What to work on.
Lines in which "const" appears should be pulled from the data below.

Supplied data.
-=-=-

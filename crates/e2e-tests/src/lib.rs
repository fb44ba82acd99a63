//! End-to-end test infrastructure for timemachine.
//!
//! Provides a shared TestHarness and helper functions for E2E tests
//! covering the full append-to-query path, including reopening an index
//! from disk.

use std::path::PathBuf;
use std::sync::Arc;

use chrono::{DateTime, Duration, TimeZone, Utc};
use rand::rngs::StdRng;
use rand::{Rng, SeedableRng};

use timemachine_search::{IndexConfig, TimeMachineIndex};
use timemachine_types::{Address, MessageRecord};

/// Senders used by generated corpora
pub const SENDERS: [&str; 4] = ["alice", "bob", "carol", "dave"];

/// Vocabulary used by generated corpora
pub const WORDS: [&str; 12] = [
    "deploy", "build", "release", "lunch", "coffee", "review", "merge", "rollback", "meeting",
    "standup", "ticket", "hotfix",
];

/// Shared test harness for E2E tests.
///
/// Owns a temp directory holding one index and an open handle to it.
pub struct TestHarness {
    /// Keeps temp dir alive for the lifetime of the harness
    pub _temp_dir: tempfile::TempDir,
    /// Location of the index directory
    pub index_path: PathBuf,
    /// Open index handle
    pub index: Arc<TimeMachineIndex>,
    config: IndexConfig,
}

impl TestHarness {
    /// Create a harness with the default result limit.
    pub fn new() -> Self {
        Self::with_config(|config| config)
    }

    /// Create a harness with a custom result limit.
    pub fn with_limit(limit: usize) -> Self {
        Self::with_config(|config| config.with_limit(limit))
    }

    fn with_config(adjust: impl FnOnce(IndexConfig) -> IndexConfig) -> Self {
        let temp_dir = tempfile::TempDir::new().expect("Failed to create temp dir");
        let index_path = temp_dir.path().join("timemachine_index");
        // Tests do not need fsync per append
        let config = adjust(IndexConfig::new(&index_path).with_sync_writes(false));
        let index =
            Arc::new(TimeMachineIndex::open(config.clone()).expect("Failed to open test index"));

        Self {
            _temp_dir: temp_dir,
            index_path,
            index,
            config,
        }
    }

    /// Close the current handle and open a fresh one on the same directory.
    pub fn reopen(&mut self) {
        self.index.close().expect("Failed to close index");
        self.index = Arc::new(
            TimeMachineIndex::open(self.config.clone()).expect("Failed to reopen index"),
        );
    }

    /// Append records, returning their positions.
    pub fn ingest(&self, records: &[MessageRecord]) -> Vec<u64> {
        records
            .iter()
            .map(|r| self.index.append_record(r).expect("Failed to append record"))
            .collect()
    }
}

impl Default for TestHarness {
    fn default() -> Self {
        Self::new()
    }
}

/// Fixed reference time for deterministic tests (2012-08-26 09:00:00 UTC).
pub fn base_time() -> DateTime<Utc> {
    Utc.with_ymd_and_hms(2012, 8, 26, 9, 0, 0).unwrap()
}

/// Address of a user on the test domain.
pub fn user(node: &str) -> Address {
    Address::new(node, "example.org", "laptop")
}

/// The shared chat room address.
pub fn room() -> Address {
    Address::new("room", "conference.example.org", "")
}

/// A message from `from` to the room at `base_time() + offset`.
pub fn message(offset: Duration, from: &str, body: &str) -> MessageRecord {
    MessageRecord::new(base_time() + offset, user(from), room(), body)
}

/// Create N messages one minute apart with bodies `"{base_text} {i}"`.
pub fn create_test_messages(count: usize, from: &str, base_text: &str) -> Vec<MessageRecord> {
    (0..count)
        .map(|i| {
            message(
                Duration::minutes(i as i64),
                from,
                &format!("{} {}", base_text, i),
            )
        })
        .collect()
}

/// Deterministic random corpus.
///
/// Timestamps are spread over 48 hours and deliberately not in append
/// order; bodies are three words from `WORDS`.
pub fn random_corpus(seed: u64, count: usize) -> Vec<MessageRecord> {
    let mut rng = StdRng::seed_from_u64(seed);
    (0..count)
        .map(|_| {
            let offset = Duration::seconds(rng.random_range(0..48 * 3600));
            let from = SENDERS[rng.random_range(0..SENDERS.len())];
            let body = (0..3)
                .map(|_| WORDS[rng.random_range(0..WORDS.len())])
                .collect::<Vec<_>>()
                .join(" ");
            message(offset, from, &body)
        })
        .collect()
}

-=-=-

Written solution.
pub const SENDERS: [&str; 4] = ["alice", "bob", "carol", "dave"];
pub const WORDS: [&str; 12] = [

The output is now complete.